Robert Pitt

But does it out-Herod Herod? In an effort to win the loyalty of his subjects and to gain immortality, Herod rebuilt the 500-year-old Second Temple on a grandiose scale. Garrard’s model replicates the results of Herod’s building campaign—in miniature.

Herod doubled the size of the original Temple Mount by extending it on three sides—north, south and west. He added stairways, grand entrances, a bridge to Jerusalem’s Upper City and the Royal Stoa that runs along the top of the southern wall, at left. The Temple, whose entrance faces the rising sun in the east, and its courtyards stand on a platform at the center of the Mount. Garrard’s work on his 12-by-20-foot model has consisted of reconciling various ancient descriptions and of physically reconstructing the edifice in light of recent archaeological discoveries.
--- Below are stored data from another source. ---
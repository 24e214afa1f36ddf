// Persistence store (component C5): RocksDB column families for blocks,
// problem graphs, and the height index, plus a single "tip" key.
//
// Layout follows `db_rocksdb.rs`'s `ChainDB`: one CF per logical table,
// atomic `WriteBatch` commits with `sync(true)` for block writes, a fixed
// metadata key for the chain tip. Account/governance/referral CFs have no
// counterpart here — there is no account model.

use std::path::Path;
use std::sync::Arc;

use rocksdb::{ColumnFamilyDescriptor, Options, WriteBatch, WriteOptions, DB};

use crate::block::Block;
use crate::error::{ChainError, Result};
use crate::problem::ProblemGraph;

const CF_BLOCKS: &str = "blocks";
const CF_HEIGHTS: &str = "heights";
const CF_PROBLEMS: &str = "problems";
const CF_META: &str = "meta";

const KEY_TIP: &[u8] = b"tip";

#[derive(Clone)]
pub struct ChainStore {
    db: Arc<DB>,
}

impl ChainStore {
    pub fn open(path: &Path) -> Result<Self> {
        let mut opts = Options::default();
        opts.create_if_missing(true);
        opts.create_missing_column_families(true);
        opts.set_compression_type(rocksdb::DBCompressionType::Lz4);

        let cfs = vec![
            ColumnFamilyDescriptor::new(CF_BLOCKS, opts.clone()),
            ColumnFamilyDescriptor::new(CF_HEIGHTS, opts.clone()),
            ColumnFamilyDescriptor::new(CF_PROBLEMS, opts.clone()),
            ColumnFamilyDescriptor::new(CF_META, opts.clone()),
        ];

        let db = DB::open_cf_descriptors(&opts, path, cfs)?;
        Ok(ChainStore { db: Arc::new(db) })
    }

    fn cf(&self, name: &str) -> Result<&rocksdb::ColumnFamily> {
        self.db
            .cf_handle(name)
            .ok_or(ChainError::ChainIntegrity("missing column family"))
    }

    /// Persists a block and its height index atomically, syncing the WAL so
    /// an accepted block survives a crash immediately after this call returns.
    pub fn put_block(&self, block: &Block) -> Result<()> {
        let cf_blocks = self.cf(CF_BLOCKS)?;
        let cf_heights = self.cf(CF_HEIGHTS)?;

        let bytes = serde_json::to_vec(block).map_err(|_| ChainError::ChainIntegrity("block encode failed"))?;

        let mut batch = WriteBatch::default();
        batch.put_cf(cf_blocks, block.hash, &bytes);
        batch.put_cf(cf_heights, block.height.to_be_bytes(), block.hash);

        let mut write_opts = WriteOptions::default();
        write_opts.set_sync(true);
        self.db.write_opt(batch, &write_opts)?;
        Ok(())
    }

    pub fn get_block(&self, hash: &[u8; 32]) -> Result<Option<Block>> {
        let cf = self.cf(CF_BLOCKS)?;
        match self.db.get_cf(cf, hash)? {
            Some(bytes) => {
                let block = serde_json::from_slice(&bytes)
                    .map_err(|_| ChainError::ChainIntegrity("block decode failed"))?;
                Ok(Some(block))
            }
            None => Ok(None),
        }
    }

    pub fn get_block_hash_at_height(&self, height: u64) -> Result<Option<[u8; 32]>> {
        let cf = self.cf(CF_HEIGHTS)?;
        match self.db.get_cf(cf, height.to_be_bytes())? {
            Some(bytes) => {
                let mut hash = [0u8; 32];
                hash.copy_from_slice(&bytes);
                Ok(Some(hash))
            }
            None => Ok(None),
        }
    }

    pub fn get_block_at_height(&self, height: u64) -> Result<Option<Block>> {
        match self.get_block_hash_at_height(height)? {
            Some(hash) => self.get_block(&hash),
            None => Ok(None),
        }
    }

    pub fn put_problem(&self, hash: &[u8; 32], graph: &ProblemGraph) -> Result<()> {
        let cf = self.cf(CF_PROBLEMS)?;
        let bytes = serde_json::to_vec(graph.adjacency())
            .map_err(|_| ChainError::ChainIntegrity("problem encode failed"))?;
        let mut write_opts = WriteOptions::default();
        write_opts.set_sync(true);
        self.db.put_cf_opt(cf, hash, &bytes, &write_opts)?;
        Ok(())
    }

    pub fn get_problem(&self, hash: &[u8; 32]) -> Result<Option<ProblemGraph>> {
        let cf = self.cf(CF_PROBLEMS)?;
        match self.db.get_cf(cf, hash)? {
            Some(bytes) => {
                let adjacency: Vec<Vec<usize>> = serde_json::from_slice(&bytes)
                    .map_err(|_| ChainError::ChainIntegrity("problem decode failed"))?;
                Ok(Some(ProblemGraph::from_adjacency(adjacency)))
            }
            None => Ok(None),
        }
    }

    pub fn set_tip(&self, hash: &[u8; 32]) -> Result<()> {
        let cf = self.cf(CF_META)?;
        let mut write_opts = WriteOptions::default();
        write_opts.set_sync(true);
        self.db.put_cf_opt(cf, KEY_TIP, hash, &write_opts)?;
        Ok(())
    }

    pub fn get_tip(&self) -> Result<Option<[u8; 32]>> {
        let cf = self.cf(CF_META)?;
        match self.db.get_cf(cf, KEY_TIP)? {
            Some(bytes) => {
                let mut hash = [0u8; 32];
                hash.copy_from_slice(&bytes);
                Ok(Some(hash))
            }
            None => Ok(None),
        }
    }
}

#[cfg(test)]
mod tests {
    use super::*;
    use crate::block::Transaction;
    use crate::target::target_from_bits;
    use std::sync::atomic::{AtomicU64, Ordering};

    static COUNTER: AtomicU64 = AtomicU64::new(0);

    fn temp_store() -> (ChainStore, tempfile::TempDir) {
        let dir = tempfile::tempdir().unwrap();
        let n = COUNTER.fetch_add(1, Ordering::SeqCst);
        let path = dir.path().join(format!("store-{n}"));
        (ChainStore::open(&path).unwrap(), dir)
    }

    fn sample_block(height: u64) -> Block {
        Block {
            timestamp: 1_700_000_000,
            prev_block_hash: [0u8; 32],
            height,
            target: target_from_bits(16),
            nonce: 0,
            hash: [height as u8; 32],
            transactions: vec![Transaction(b"tx".to_vec())],
            problem_graph_hash: Some([1u8; 32]),
            solution_hash: Some([2u8; 32]),
            solution: vec![0, 1],
        }
    }

    #[test]
    fn test_put_and_get_block_round_trips() {
        let (store, _dir) = temp_store();
        let block = sample_block(0);
        store.put_block(&block).unwrap();
        let fetched = store.get_block(&block.hash).unwrap().unwrap();
        assert_eq!(fetched.height, block.height);
        assert_eq!(fetched.hash, block.hash);
    }

    #[test]
    fn test_height_index_round_trips() {
        let (store, _dir) = temp_store();
        let block = sample_block(5);
        store.put_block(&block).unwrap();
        let fetched = store.get_block_at_height(5).unwrap().unwrap();
        assert_eq!(fetched.hash, block.hash);
        assert!(store.get_block_at_height(6).unwrap().is_none());
    }

    #[test]
    fn test_tip_round_trips() {
        let (store, _dir) = temp_store();
        assert!(store.get_tip().unwrap().is_none());
        store.set_tip(&[9u8; 32]).unwrap();
        assert_eq!(store.get_tip().unwrap(), Some([9u8; 32]));
    }

    #[test]
    fn test_problem_round_trips() {
        let (store, _dir) = temp_store();
        let graph = ProblemGraph::new(10, 20, 3).unwrap();
        store.put_problem(&graph.hash(), &graph).unwrap();
        let fetched = store.get_problem(&graph.hash()).unwrap().unwrap();
        assert_eq!(fetched.hash(), graph.hash());
        assert_eq!(fetched.adjacency(), graph.adjacency());
    }

    #[test]
    fn test_missing_block_is_none() {
        let (store, _dir) = temp_store();
        assert!(store.get_block(&[0u8; 32]).unwrap().is_none());
    }
}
Electric lights and sections that can be pulled out for closer inspection allow modern-day visitors to examine areas of the Temple Mount that would have been off-limits to many residents of Jerusalem and pilgrims to the city in ancient times. According to Josephus, foreigners were restricted from the area of the 500 cubit square and Jewish females could not get any closer to the Temple than the Court of the Women (see photo). Even Herod was forbidden to enter the innermost areas.

Garrard has encircled his model with paintings of the surrounding city and countryside and has brought the scene to life with 2,000 small figures dressed in costumes of the day.